As Donald Trump took his oath of office on January 20, 2017, many Americans wondered what his presidency would mean for their advocacy causes. This is especially true for the men and women who have devoted much of their lives to stem cell research, largely because Donald Trump has yet to indicate how he feels about stem cell research.
Francis Collins Asked to Stay… For Now
Francis Collins, the Director of the National Institutes of Health under President Obama, is considered a friend to the stem cell researchers. As a born-again Christian, Dr. Collins identifies as a pro-stem cell moderate, and many key Republican leaders support his tenure under Trump. In fact, on December 2, many Republican leaders sent an open letter to then President-elect Trump to recommend keeping Dr. Collins in his post.

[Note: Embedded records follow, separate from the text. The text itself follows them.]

use std::fmt;
use std::path::{Path, PathBuf};
use std::time::Duration;

use serde::{Deserialize, Serialize};

use crate::search::SearchField;

/// A single playable track with its metadata.
///
/// `uri` and `name` are always populated; every other field defaults to
/// absent when metadata extraction fails or the source does not carry it.
/// Tracks are created by a collection populator and read-only afterwards;
/// playlists share them through `Arc<Track>`.
#[derive(Debug, Clone, PartialEq, Serialize, Deserialize)]
pub struct Track {
    pub uri: String,
    pub path: Option<PathBuf>,
    pub name: String,
    pub artist: Option<String>,
    pub album: Option<String>,
    pub track: Option<u32>,
    pub disc: Option<u32>,
    pub year: Option<u32>,
    pub duration: Option<Duration>,
    pub format: Option<String>,
}

impl Track {
    /// Value of a searchable field, or `None` when the track does not
    /// carry it. Absent fields never match a search.
    pub fn field(&self, field: SearchField) -> Option<&str> {
        let value = match field {
            SearchField::Name => Some(self.name.as_str()),
            SearchField::Artist => self.artist.as_deref(),
            SearchField::Album => self.album.as_deref(),
            SearchField::Format => self.format.as_deref(),
            SearchField::Filename => self
                .path
                .as_deref()
                .and_then(Path::file_name)
                .and_then(|n| n.to_str()),
        };
        value.filter(|v| !v.is_empty())
    }
}

impl fmt::Display for Track {
    fn fmt(&self, f: &mut fmt::Formatter<'_>) -> fmt::Result {
        if let Some(artist) = &self.artist {
            write!(f, "{artist} - ")?;
        }
        if let Some(album) = &self.album {
            write!(f, "{album}")?;
            if let Some(year) = self.year {
                write!(f, " ({year})")?;
            }
            write!(f, " - ")?;
        }
        if let Some(track) = self.track {
            write!(f, "{track} - ")?;
        }
        write!(f, "{}", self.name)?;
        if let Some(duration) = self.duration {
            write!(f, " [{:.2}]", duration.as_secs_f64())?;
        }
        if let Some(format) = &self.format {
            write!(f, " ({format})")?;
        }
        Ok(())
    }
}

/// Build a `file://` URI for a local path, percent-encoding everything
/// except the path separators.
pub fn file_uri(path: &Path) -> String {
    let raw = path.to_string_lossy();
    let encoded = urlencoding::encode(&raw).replace("%2F", "/");
    format!("file://{encoded}")
}
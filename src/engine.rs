//! Playback engine capability.
//!
//! The player drives an opaque streaming engine through this small
//! interface: load a URI, move the transport, seek, query time, set the
//! volume. The engine reports end-of-stream and errors asynchronously on
//! the event channel handed out at construction; nothing here blocks.

use std::time::Duration;

mod rodio;

pub use self::rodio::RodioEngine;

/// The engine's own play/pause/idle mode, kept consistent with (but
/// distinct from) the player's state.
#[derive(Debug, Copy, Clone, Default, PartialEq, Eq)]
pub enum Transport {
    #[default]
    Idle,
    Playing,
    Paused,
}

/// Asynchronous notification raised by the engine.
#[derive(Debug, Clone)]
pub enum EngineEvent {
    /// The loaded track played to completion.
    EndOfStream,
    /// The engine failed; transport is no longer meaningful.
    Error(String),
}

/// Capability interface over the streaming media backend.
///
/// Calls are fire-and-forget handles into the engine and must not block;
/// failures surface later as `EngineEvent::Error`.
pub trait PlaybackEngine: Send {
    /// Point the engine at a new URI. Does not start playback.
    fn load(&mut self, uri: &str);
    fn set_transport(&mut self, transport: Transport);
    fn seek(&mut self, position: Duration);
    /// Current position, or `None` when nothing is loaded.
    fn position(&self) -> Option<Duration>;
    /// Duration of the loaded track, or `None` when unavailable.
    fn duration(&self) -> Option<Duration>;
    fn volume(&self) -> f64;
    fn set_volume(&mut self, volume: f64);
}
use crate::domain::product::errors::ProductError;

#[derive(Debug, thiserror::Error)]
pub enum DialogError {
    #[error("dialog.not_open")]
    NotOpen,
    #[error("dialog.already_open")]
    AlreadyOpen,
    #[error("dialog.invalid_date")]
    InvalidDate,
    #[error(transparent)]
    Product(#[from] ProductError),
}
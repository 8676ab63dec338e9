use async_trait::async_trait;

use crate::domain::product::errors::ProductError;
use crate::domain::product::model::Product;
use crate::domain::product::value_objects::ProductId;

#[derive(Debug)]
pub struct GetProductByIdParams {
    pub id: ProductId,
}

#[async_trait]
pub trait GetProductByIdUseCase: Send + Sync {
    async fn execute(&self, params: GetProductByIdParams) -> Result<Product, ProductError>;
}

The letter read, “Dr. Collins is the right person, at the right time, to continue to lead the world’s premier biomedical research agency. He possesses all the attributes one should have as the Director of the National Institutes of Health – intellectual prowess, renowned scientific experience, and outstanding leadership skills.” On January 19, the stem cell research community was able to breath a temporary sigh of relief when a Trump spokeswoman announced that Collins “has been held over by the Trump administration.” It is unclear how long he will be asked to stay, which still leaves many worries unresolved.

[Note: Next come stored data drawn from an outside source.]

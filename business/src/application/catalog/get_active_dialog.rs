use async_trait::async_trait;

use crate::domain::catalog::dialog::{ActiveDialog, SharedDialogState};
use crate::domain::catalog::use_cases::get_active_dialog::GetActiveDialogUseCase;

pub struct GetActiveDialogUseCaseImpl {
    pub state: SharedDialogState,
}

#[async_trait]
impl GetActiveDialogUseCase for GetActiveDialogUseCaseImpl {
    async fn execute(&self) -> ActiveDialog {
        self.state.lock().await.active().clone()
    }
}
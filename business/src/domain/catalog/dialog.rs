//! Modal dialog state for the catalog page.
//!
//! At most one dialog is active at a time. The add dialog owns a draft with
//! optional fields; the edit dialog owns a detached copy of the selected
//! product; the delete dialog holds a snapshot shown in its prompt.

use std::sync::Arc;

use tokio::sync::Mutex;

use super::errors::DialogError;
use crate::domain::product::model::Product;
use crate::domain::product::value_objects::{ProductCode, ProductDate, ProductImage, digits_only};

/// Message shown in the add dialog when confirm is rejected.
pub const REQUIRED_FIELDS_MESSAGE: &str = "All fields are required and an image must be selected.";

pub type SharedDialogState = Arc<Mutex<DialogState>>;

#[derive(Debug, Clone, Default, PartialEq)]
pub struct AddProductDraft {
    pub name: String,
    /// Digits only; filtered on every edit.
    pub product_code: String,
    pub date: Option<ProductDate>,
    pub image: Option<ProductImage>,
    /// An image read has started and not finished yet.
    pub image_pending: bool,
}

/// Field changes typed into the add dialog. `None` leaves a field as is.
#[derive(Debug, Clone, Default)]
pub struct AddDraftEdit {
    pub name: Option<String>,
    pub product_code: Option<String>,
    /// An empty string clears the date.
    pub date: Option<String>,
}

/// Field changes typed into the edit dialog. `None` leaves a field as is.
#[derive(Debug, Clone, Default)]
pub struct EditDraftEdit {
    pub name: Option<String>,
    pub product_code: Option<String>,
    pub date: Option<String>,
    pub image: Option<String>,
}

impl AddProductDraft {
    /// Applies an edit atomically: an invalid date leaves the draft untouched.
    pub fn apply(&mut self, edit: AddDraftEdit) -> Result<(), DialogError> {
        let date = match edit.date.as_deref().map(str::trim) {
            None => self.date,
            Some("") => None,
            Some(raw) => Some(
                raw.parse::<ProductDate>()
                    .map_err(|_| DialogError::InvalidDate)?,
            ),
        };

        if let Some(name) = edit.name {
            self.name = name;
        }
        if let Some(code) = edit.product_code {
            self.product_code = digits_only(&code);
        }
        self.date = date;
        Ok(())
    }
}

/// Applies an edit to the detached product copy held by the edit dialog.
pub fn apply_product_edit(product: &mut Product, edit: EditDraftEdit) -> Result<(), DialogError> {
    let date = match edit.date {
        Some(raw) => raw
            .parse::<ProductDate>()
            .map_err(|_| DialogError::InvalidDate)?,
        None => product.date,
    };

    if let Some(name) = edit.name {
        product.name = name;
    }
    if let Some(code) = edit.product_code {
        product.product_code = ProductCode::from_digits(&code);
    }
    if let Some(image) = edit.image {
        product.image = ProductImage::new(image);
    }
    product.date = date;
    Ok(())
}

#[derive(Debug, Clone, PartialEq)]
pub struct AddDialog {
    pub draft: AddProductDraft,
    pub error: Option<String>,
    generation: u64,
    image_request: u64,
}

impl AddDialog {
    fn new(generation: u64) -> Self {
        Self {
            draft: AddProductDraft::default(),
            error: None,
            generation,
            image_request: 0,
        }
    }

    pub fn generation(&self) -> u64 {
        self.generation
    }
}

#[derive(Debug, Clone, Default, PartialEq)]
pub enum ActiveDialog {
    #[default]
    Closed,
    Add(AddDialog),
    Edit(Product),
    Delete(Product),
}

impl ActiveDialog {
    pub fn kind(&self) -> &'static str {
        match self {
            ActiveDialog::Closed => "closed",
            ActiveDialog::Add(_) => "add",
            ActiveDialog::Edit(_) => "edit",
            ActiveDialog::Delete(_) => "delete",
        }
    }
}

/// Identifies one image read against the draft it was started for.
#[derive(Debug, Clone, Copy, PartialEq, Eq)]
pub struct ImageTicket {
    generation: u64,
    request: u64,
}

#[derive(Debug, Clone, Copy, PartialEq, Eq)]
pub enum ImageReadOutcome {
    Applied,
    /// The read belonged to the current draft but produced no image.
    Failed,
    /// The draft was closed, reopened, or a newer file was selected.
    Stale,
}

#[derive(Debug, Default)]
pub struct DialogState {
    active: ActiveDialog,
    generation: u64,
}

impl DialogState {
    pub fn new() -> Self {
        Self::default()
    }

    pub fn shared() -> SharedDialogState {
        Arc::new(Mutex::new(Self::new()))
    }

    pub fn active(&self) -> &ActiveDialog {
        &self.active
    }

    /// Closes whatever dialog is active and invalidates pending image reads.
    pub fn close(&mut self) {
        self.active = ActiveDialog::Closed;
        self.generation += 1;
    }

    fn ensure_closed(&self) -> Result<(), DialogError> {
        match self.active {
            ActiveDialog::Closed => Ok(()),
            _ => Err(DialogError::AlreadyOpen),
        }
    }

    pub fn open_add(&mut self) -> Result<(), DialogError> {
        self.ensure_closed()?;
        self.generation += 1;
        self.active = ActiveDialog::Add(AddDialog::new(self.generation));
        Ok(())
    }

    pub fn add_dialog_mut(&mut self) -> Result<&mut AddDialog, DialogError> {
        match &mut self.active {
            ActiveDialog::Add(dialog) => Ok(dialog),
            _ => Err(DialogError::NotOpen),
        }
    }

    /// Drops any previous image, marks the draft as loading, and returns the
    /// ticket the read must present when it lands.
    pub fn begin_image_read(&mut self) -> Result<ImageTicket, DialogError> {
        let dialog = self.add_dialog_mut()?;
        dialog.image_request += 1;
        dialog.draft.image = None;
        dialog.draft.image_pending = true;
        Ok(ImageTicket {
            generation: dialog.generation,
            request: dialog.image_request,
        })
    }

    pub fn finish_image_read(
        &mut self,
        ticket: ImageTicket,
        image: Option<ProductImage>,
    ) -> ImageReadOutcome {
        let ActiveDialog::Add(dialog) = &mut self.active else {
            return ImageReadOutcome::Stale;
        };
        if dialog.generation != ticket.generation || dialog.image_request != ticket.request {
            return ImageReadOutcome::Stale;
        }

        dialog.draft.image_pending = false;
        match image {
            Some(image) => {
                dialog.draft.image = Some(image);
                ImageReadOutcome::Applied
            }
            None => ImageReadOutcome::Failed,
        }
    }

    pub fn open_edit(&mut self, product: Product) -> Result<(), DialogError> {
        self.ensure_closed()?;
        self.active = ActiveDialog::Edit(product);
        Ok(())
    }

    pub fn edit_selection_mut(&mut self) -> Result<&mut Product, DialogError> {
        match &mut self.active {
            ActiveDialog::Edit(product) => Ok(product),
            _ => Err(DialogError::NotOpen),
        }
    }

    pub fn open_delete(&mut self, product: Product) -> Result<(), DialogError> {
        self.ensure_closed()?;
        self.active = ActiveDialog::Delete(product);
        Ok(())
    }

    pub fn delete_selection(&self) -> Result<&Product, DialogError> {
        match &self.active {
            ActiveDialog::Delete(product) => Ok(product),
            _ => Err(DialogError::NotOpen),
        }
    }
}
use async_trait::async_trait;

use crate::domain::product::errors::ProductError;
use crate::domain::product::value_objects::ProductId;

#[derive(Debug)]
pub struct DeleteProductParams {
    pub id: ProductId,
}

#[async_trait]
pub trait DeleteProductUseCase: Send + Sync {
    async fn execute(&self, params: DeleteProductParams) -> Result<(), ProductError>;
}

Andrew Harris On the Wrong Side of Science
One of the other names floating around regarding the role of Director of the National Institutes of Health has been Republican representative Andrew Harris of Maryland. If Harris is ultimately chosen to replace Collins, it will signal that President Trump truly stands against stem cell progress and, even more worrying, that he stands against the support of Americans with disabilities.
This is a strong statement to make, but Harris’ history with stem cell research speaks for itself. Since the mid-2000s, Harris has been an outspoken opponent of embryonic stem cell research, despite its numerous advancements and proven solutions to serious health conditions. Harris attempted to bring down a stem cell program in his home state of Maryland and then continued to co-sponsor a bill that would criminalize embryonic stem cell research. Many also believe that he is one of the main reasons Obama’s 21st Century Cures Act does not provide funding for embryonic stem cell research. It is impossible to predict how stem cell research would be impacted under Harris’ power, but his past actions make unwelcome suggestions.
As chronic disease impacts more and more Americans every year, stem cell research has never been as important as it is today. With any luck, President Trump will decide to sit on the right side of science and history by allowing Dr. Collins to remain in his post.